13/05/2013 First Day of Placement

So I'm writing this during midnight! Just can't get to sleep! Unsure of what to expect and etc... but I'm definitely looking forward to working. Having in mind that I can actually get to experience real life situation instead of studying. That's one thing I love about social work, practical. It has been my dream to have first hand experience instead of studying. To make it till university is something I'm really proud of. Then again, I'm doing so badly in university that sometimes, I feel so inferior. Somehow, I made it through all the way to the dreams of every Singaporean but then, I fail myself. I guess, I just have to accept that not everybody can excel in studying. I can't deny, I still am, very disappointed with myself. And the saddest part, I cannot accept myself. Because of this... it's somehow hindering me from going further. I am constantly being filled with jealousy, hatred, anger, disappointment and so many negative emotions in me. I just feel so distance from everyone. I don't know when but I just stop trusting everyone. Maybe it's just myself. Sad, cooped up in a shell. I used to trust a friend a lot, but I really forgot when or how... well, I guess it's either time or effort is playing the devil.

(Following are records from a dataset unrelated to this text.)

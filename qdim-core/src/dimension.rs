//! Dimension types and traits.
//!
//! A physical dimension is a product of base-dimension powers, e.g. `L·T^-1` for speed. At the value level it is an
//! [`Exponents`] vector indexed by [`BaseDimension`]; at the type level it is a marker type implementing
//! [`Dimension`], whose `EXPONENTS` constant carries that vector.
//!
//! Because the vector is dense and ordered by base, two dimensions built in different orders compare equal:
//!
//! ```rust
//! use qdim_core::{BaseDimension as B, Exponents};
//!
//! let a = Exponents::from_pairs(&[(B::Length, 1), (B::Time, -1)]);
//! let b = Exponents::from_pairs(&[(B::Time, -1), (B::Length, 1)]);
//! assert!(a.equivalent(&b));
//! assert_eq!(a.to_string(), "L·T^-1");
//! ```

use core::fmt;
use core::marker::PhantomData;

/// Number of custom base-dimension slots after the seven SI bases.
pub const CUSTOM_BASES: usize = 4;

/// Total number of base dimensions tracked by [`Exponents`].
pub const BASE_DIMENSIONS: usize = 7 + CUSTOM_BASES;

/// The base dimensions, in canonical order.
///
/// `Custom(slot)` lets a unit system add its own independent bases, such as information or currency.
#[derive(Clone, Copy, Debug, PartialEq, Eq, Hash, PartialOrd, Ord)]
pub enum BaseDimension {
    /// `L`
    Length,
    /// `M`
    Mass,
    /// `T`
    Time,
    /// `I`
    Current,
    /// `Θ`
    Temperature,
    /// `N`
    Amount,
    /// `J`
    LuminousIntensity,
    /// User-defined base.
    Custom(CustomBase),
}

/// One of the [`CUSTOM_BASES`] extension slots of [`BaseDimension`].
#[derive(Clone, Copy, Debug, PartialEq, Eq, Hash, PartialOrd, Ord)]
pub enum CustomBase {
    /// `X0`
    X0,
    /// `X1`
    X1,
    /// `X2`
    X2,
    /// `X3`
    X3,
}

impl CustomBase {
    /// Slot number, below [`CUSTOM_BASES`].
    pub const fn index(self) -> usize {
        self as usize
    }

    /// Inverse of [`index`](Self::index).
    pub const fn from_index(index: usize) -> Option<Self> {
        match index {
            0 => Some(Self::X0),
            1 => Some(Self::X1),
            2 => Some(Self::X2),
            3 => Some(Self::X3),
            _ => None,
        }
    }
}

impl BaseDimension {
    /// Position in the canonical ordering.
    pub const fn index(self) -> usize {
        match self {
            Self::Length => 0,
            Self::Mass => 1,
            Self::Time => 2,
            Self::Current => 3,
            Self::Temperature => 4,
            Self::Amount => 5,
            Self::LuminousIntensity => 6,
            Self::Custom(slot) => 7 + slot.index(),
        }
    }

    /// Inverse of [`index`](Self::index).
    pub const fn from_index(index: usize) -> Option<Self> {
        match index {
            0 => Some(Self::Length),
            1 => Some(Self::Mass),
            2 => Some(Self::Time),
            3 => Some(Self::Current),
            4 => Some(Self::Temperature),
            5 => Some(Self::Amount),
            6 => Some(Self::LuminousIntensity),
            n => match CustomBase::from_index(n - 7) {
                Some(slot) => Some(Self::Custom(slot)),
                None => None,
            },
        }
    }

    /// Dimension symbol (`L`, `M`, `T`, …).
    pub const fn symbol(self) -> &'static str {
        match self {
            Self::Length => "L",
            Self::Mass => "M",
            Self::Time => "T",
            Self::Current => "I",
            Self::Temperature => "Θ",
            Self::Amount => "N",
            Self::LuminousIntensity => "J",
            Self::Custom(CustomBase::X0) => "X0",
            Self::Custom(CustomBase::X1) => "X1",
            Self::Custom(CustomBase::X2) => "X2",
            Self::Custom(CustomBase::X3) => "X3",
        }
    }

    /// Symbol of the coherent unit of the base in the SI system.
    pub const fn coherent_symbol(self) -> &'static str {
        match self {
            Self::Length => "m",
            Self::Mass => "kg",
            Self::Time => "s",
            Self::Current => "A",
            Self::Temperature => "K",
            Self::Amount => "mol",
            Self::LuminousIntensity => "cd",
            Self::Custom(CustomBase::X0) => "x0",
            Self::Custom(CustomBase::X1) => "x1",
            Self::Custom(CustomBase::X2) => "x2",
            Self::Custom(CustomBase::X3) => "x3",
        }
    }
}

/// One non-zero factor of a dimension.
#[derive(Clone, Copy, Debug, PartialEq, Eq, Hash)]
pub struct BaseExponent {
    /// The base dimension.
    pub base: BaseDimension,
    /// Its power, never zero.
    pub exponent: i8,
}

/// Exponent vector of a dimension.
///
/// Zero entries are absent factors, so the dimensionless dimension is the all-zero vector and the identity of
/// [`multiply`](Self::multiply).
#[derive(Clone, Copy, Debug, PartialEq, Eq, Hash, Default)]
pub struct Exponents {
    powers: [i8; BASE_DIMENSIONS],
}

impl Exponents {
    /// The dimensionless dimension.
    pub const DIMENSIONLESS: Self = Self {
        powers: [0; BASE_DIMENSIONS],
    };

    /// A single base to the first power.
    pub const fn base(base: BaseDimension) -> Self {
        let mut powers = [0; BASE_DIMENSIONS];
        powers[base.index()] = 1;
        Self { powers }
    }

    /// Builds a dimension from `(base, exponent)` pairs in any order; repeated bases add up.
    pub const fn from_pairs(pairs: &[(BaseDimension, i8)]) -> Self {
        let mut powers = [0i8; BASE_DIMENSIONS];
        let mut i = 0;
        while i < pairs.len() {
            let (base, exponent) = pairs[i];
            let slot = base.index();
            powers[slot] = add_exponents(powers[slot], exponent);
            i += 1;
        }
        Self { powers }
    }

    /// Power of `base` in this dimension (zero when absent).
    pub const fn exponent(&self, base: BaseDimension) -> i8 {
        self.powers[base.index()]
    }

    /// Product of two dimensions: exponents add, zero sums drop out.
    pub const fn multiply(&self, other: &Self) -> Self {
        let mut powers = [0i8; BASE_DIMENSIONS];
        let mut i = 0;
        while i < BASE_DIMENSIONS {
            powers[i] = add_exponents(self.powers[i], other.powers[i]);
            i += 1;
        }
        Self { powers }
    }

    /// Quotient of two dimensions.
    pub const fn divide(&self, other: &Self) -> Self {
        self.multiply(&other.invert())
    }

    /// Negates every exponent.
    pub const fn invert(&self) -> Self {
        self.pow(-1)
    }

    /// Raises the dimension to an integral power.
    pub const fn pow(&self, n: i8) -> Self {
        let mut powers = [0i8; BASE_DIMENSIONS];
        let mut i = 0;
        while i < BASE_DIMENSIONS {
            powers[i] = match self.powers[i].checked_mul(n) {
                Some(p) => p,
                None => panic!("dimension exponent overflow"),
            };
            i += 1;
        }
        Self { powers }
    }

    /// Structural equality, usable in const context.
    pub const fn equivalent(&self, other: &Self) -> bool {
        let mut i = 0;
        while i < BASE_DIMENSIONS {
            if self.powers[i] != other.powers[i] {
                return false;
            }
            i += 1;
        }
        true
    }

    /// `true` for the empty product.
    pub const fn is_dimensionless(&self) -> bool {
        self.equivalent(&Self::DIMENSIONLESS)
    }

    /// Non-zero factors in canonical base order.
    pub fn iter(&self) -> impl Iterator<Item = BaseExponent> + '_ {
        self.powers
            .iter()
            .enumerate()
            .filter_map(|(index, &exponent)| {
                if exponent == 0 {
                    return None;
                }
                BaseDimension::from_index(index).map(|base| BaseExponent { base, exponent })
            })
    }

    /// Formats the dimension through its coherent SI symbols, e.g. `m·s^-1`.
    pub fn coherent_symbol(&self) -> CoherentSymbol {
        CoherentSymbol(*self)
    }

    fn write_with(
        &self,
        f: &mut fmt::Formatter<'_>,
        symbol: fn(BaseDimension) -> &'static str,
    ) -> fmt::Result {
        if self.is_dimensionless() {
            return f.write_str("1");
        }
        for (i, factor) in self.iter().enumerate() {
            if i > 0 {
                f.write_str("·")?;
            }
            f.write_str(symbol(factor.base))?;
            if factor.exponent != 1 {
                write!(f, "^{}", factor.exponent)?;
            }
        }
        Ok(())
    }
}

const fn add_exponents(a: i8, b: i8) -> i8 {
    match a.checked_add(b) {
        Some(sum) => sum,
        None => panic!("dimension exponent overflow"),
    }
}

impl fmt::Display for Exponents {
    fn fmt(&self, f: &mut fmt::Formatter<'_>) -> fmt::Result {
        self.write_with(f, BaseDimension::symbol)
    }
}

/// [`Display`](fmt::Display) adapter returned by [`Exponents::coherent_symbol`].
#[derive(Clone, Copy, Debug)]
pub struct CoherentSymbol(Exponents);

impl fmt::Display for CoherentSymbol {
    fn fmt(&self, f: &mut fmt::Formatter<'_>) -> fmt::Result {
        self.0.write_with(f, BaseDimension::coherent_symbol)
    }
}

/// Trait implemented by every **dimension** marker type.
///
/// Dimensions are usually modelled as empty enums:
///
/// ```rust
/// use qdim_core::{BaseDimension, CustomBase, Dimension, Exponents};
///
/// pub enum Information {}
/// impl Dimension for Information {
///     const EXPONENTS: Exponents = Exponents::base(BaseDimension::Custom(CustomBase::X0));
///     const NAME: &'static str = "information";
/// }
/// ```
///
/// Two marker types with the same `EXPONENTS` are the same physical dimension; every check in this crate compares
/// exponents, never type identity.
pub trait Dimension: 'static {
    /// Base-dimension exponents.
    const EXPONENTS: Exponents;

    /// Human-readable name; empty for structurally derived dimensions.
    const NAME: &'static str = "";
}

/// Dimension formed by multiplying two dimensions.
pub struct MulDim<A: Dimension, B: Dimension>(PhantomData<(A, B)>);
impl<A: Dimension, B: Dimension> Dimension for MulDim<A, B> {
    const EXPONENTS: Exponents = A::EXPONENTS.multiply(&B::EXPONENTS);
}

/// Dimension formed by dividing one [`Dimension`] by another.
///
/// This is used to model composite dimensions such as `Length/Time` for speeds.
pub struct DivDim<N: Dimension, D: Dimension>(PhantomData<(N, D)>);
impl<N: Dimension, D: Dimension> Dimension for DivDim<N, D> {
    const EXPONENTS: Exponents = N::EXPONENTS.divide(&D::EXPONENTS);
}

/// Dimension raised to an integral power.
pub struct PowDim<D: Dimension, const N: i8>(PhantomData<D>);
impl<D: Dimension, const N: i8> Dimension for PowDim<D, N> {
    const EXPONENTS: Exponents = D::EXPONENTS.pow(N);
}

/// Dimension for dimensionless quantities.
pub enum Dimensionless {}
impl Dimension for Dimensionless {
    const EXPONENTS: Exponents = Exponents::DIMENSIONLESS;
    const NAME: &'static str = "dimensionless";
}

#[cfg(test)]
mod tests {
    use super::*;
    use proptest::prelude::*;
    use BaseDimension as B;

    enum Length {}
    impl Dimension for Length {
        const EXPONENTS: Exponents = Exponents::base(B::Length);
    }
    enum Time {}
    impl Dimension for Time {
        const EXPONENTS: Exponents = Exponents::base(B::Time);
    }

    #[test]
    fn index_round_trips() {
        for i in 0..BASE_DIMENSIONS {
            let base = BaseDimension::from_index(i).unwrap();
            assert_eq!(base.index(), i);
        }
        assert_eq!(BaseDimension::from_index(BASE_DIMENSIONS), None);
    }

    #[test]
    fn multiply_drops_cancelled_bases() {
        let speed = Exponents::from_pairs(&[(B::Length, 1), (B::Time, -1)]);
        let time = Exponents::base(B::Time);
        let length = speed.multiply(&time);
        assert_eq!(length, Exponents::base(B::Length));
        assert_eq!(length.iter().count(), 1);
    }

    #[test]
    fn dimensionless_is_identity() {
        let force = Exponents::from_pairs(&[(B::Mass, 1), (B::Length, 1), (B::Time, -2)]);
        assert_eq!(force.multiply(&Exponents::DIMENSIONLESS), force);
        assert!(force.divide(&force).is_dimensionless());
    }

    #[test]
    fn from_pairs_sums_repeated_bases() {
        let area = Exponents::from_pairs(&[(B::Length, 1), (B::Length, 1)]);
        assert_eq!(area.exponent(B::Length), 2);
        assert!(Exponents::from_pairs(&[(B::Time, 1), (B::Time, -1)]).is_dimensionless());
    }

    #[test]
    fn invert_negates() {
        let accel = Exponents::from_pairs(&[(B::Length, 1), (B::Time, -2)]);
        let inv = accel.invert();
        assert_eq!(inv.exponent(B::Length), -1);
        assert_eq!(inv.exponent(B::Time), 2);
    }

    #[test]
    fn iter_yields_canonical_order() {
        let d = Exponents::from_pairs(&[(B::Time, -2), (B::Mass, 1), (B::Length, 2)]);
        let bases: Vec<_> = d.iter().map(|f| f.base).collect();
        assert_eq!(bases, vec![B::Length, B::Mass, B::Time]);
    }

    #[test]
    fn display() {
        let energy = Exponents::from_pairs(&[(B::Mass, 1), (B::Length, 2), (B::Time, -2)]);
        assert_eq!(energy.to_string(), "L^2·M·T^-2");
        assert_eq!(energy.coherent_symbol().to_string(), "m^2·kg·s^-2");
        assert_eq!(Exponents::DIMENSIONLESS.to_string(), "1");
    }

    #[test]
    fn structural_dimensions() {
        type Speed = DivDim<Length, Time>;
        type Distance = MulDim<Speed, Time>;
        assert!(<Distance as Dimension>::EXPONENTS.equivalent(&Length::EXPONENTS));
        assert_eq!(
            <PowDim<Length, 3> as Dimension>::EXPONENTS.exponent(B::Length),
            3
        );
        assert!(<DivDim<Length, Length> as Dimension>::EXPONENTS.is_dimensionless());
    }

    #[test]
    fn custom_bases_are_independent() {
        let bits = Exponents::base(B::Custom(CustomBase::X0));
        assert!(!bits.equivalent(&Exponents::base(B::Custom(CustomBase::X1))));
        assert_eq!(bits.to_string(), "X0");
    }

    #[test]
    fn every_base_has_its_own_slot() {
        for index in 0..BASE_DIMENSIONS {
            let base = BaseDimension::from_index(index).unwrap();
            assert_eq!(base.index(), index);
        }
        assert_eq!(BaseDimension::from_index(BASE_DIMENSIONS), None);
        assert_eq!(BaseDimension::Custom(CustomBase::X3).symbol(), "X3");
        assert_eq!(BaseDimension::Custom(CustomBase::X2).coherent_symbol(), "x2");
        assert_eq!(CustomBase::from_index(CUSTOM_BASES), None);
    }

    fn exponents() -> impl Strategy<Value = Exponents> {
        proptest::collection::vec((0usize..7, -3i8..=3), 0..6).prop_map(|pairs| {
            let pairs: Vec<_> = pairs
                .into_iter()
                .map(|(i, e)| (BaseDimension::from_index(i).unwrap(), e))
                .collect();
            Exponents::from_pairs(&pairs)
        })
    }

    proptest! {
        #[test]
        fn multiply_is_commutative(a in exponents(), b in exponents()) {
            prop_assert!(a.multiply(&b).equivalent(&b.multiply(&a)));
        }

        #[test]
        fn divide_undoes_multiply(a in exponents(), b in exponents()) {
            prop_assert_eq!(a.multiply(&b).divide(&b), a);
        }

        #[test]
        fn pair_order_is_irrelevant(pairs in proptest::collection::vec((0usize..7, -3i8..=3), 0..6)) {
            let forward: Vec<_> = pairs.iter().map(|&(i, e)| (BaseDimension::from_index(i).unwrap(), e)).collect();
            let mut backward = forward.clone();
            backward.reverse();
            prop_assert!(Exponents::from_pairs(&forward).equivalent(&Exponents::from_pairs(&backward)));
        }
    }
}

Some things that she did somehow made me feel really small sometimes, and I guess it's pointless to harp on it, but it snowballed, and this is the result. 




Here I am waiting, 
I’ll have to leave soon, 
why am I holdin’ on
We knew this day would come, 
we knew it all along
How did it come so fast
This is our last night, 
but it’s late and 
I’m tryin’ not to sleep
‘Cuz I know, 
when I wake I will have to slip away

Tuesday, May 7, 2013

07/05/2013 I really don't know what to do with myself anymore.

:'(


我 要過多久 才能好呢
有好多辛苦路得走
走到口渴 眼淚乾了 人會領悟些什麼

回憶是記者 它會挖出不為人知的寂寞
每一個人的以前
住在心裡 像事後的孤兒

Monday, May 6, 2013

07/05/2013 Last Lap/ I've got a new PUP!









Yes! I have got a pup but sadly... I'm not really close with her. In face, I'm quite scared of her! Because her play bites are mad crazy! She draws blood even when she's this young... Furthermore, she bites when people pet her! We are still trying to train her whenever we can but due to exams and all... we have been delaying! Hopefully, Teddy will learn to be gentler! :'(

Wednesday, May 1, 2013

01/05/2013 You'll never understand.

有些事情你永远都不会懂。我到底是这么了?好不像从前的我,难道我失去了目标,还是我已经不在为了什么而活。我只是忘了开心是什么,伤心是什么。不在为了自己而开心的活着,仿佛没有什么值得而活。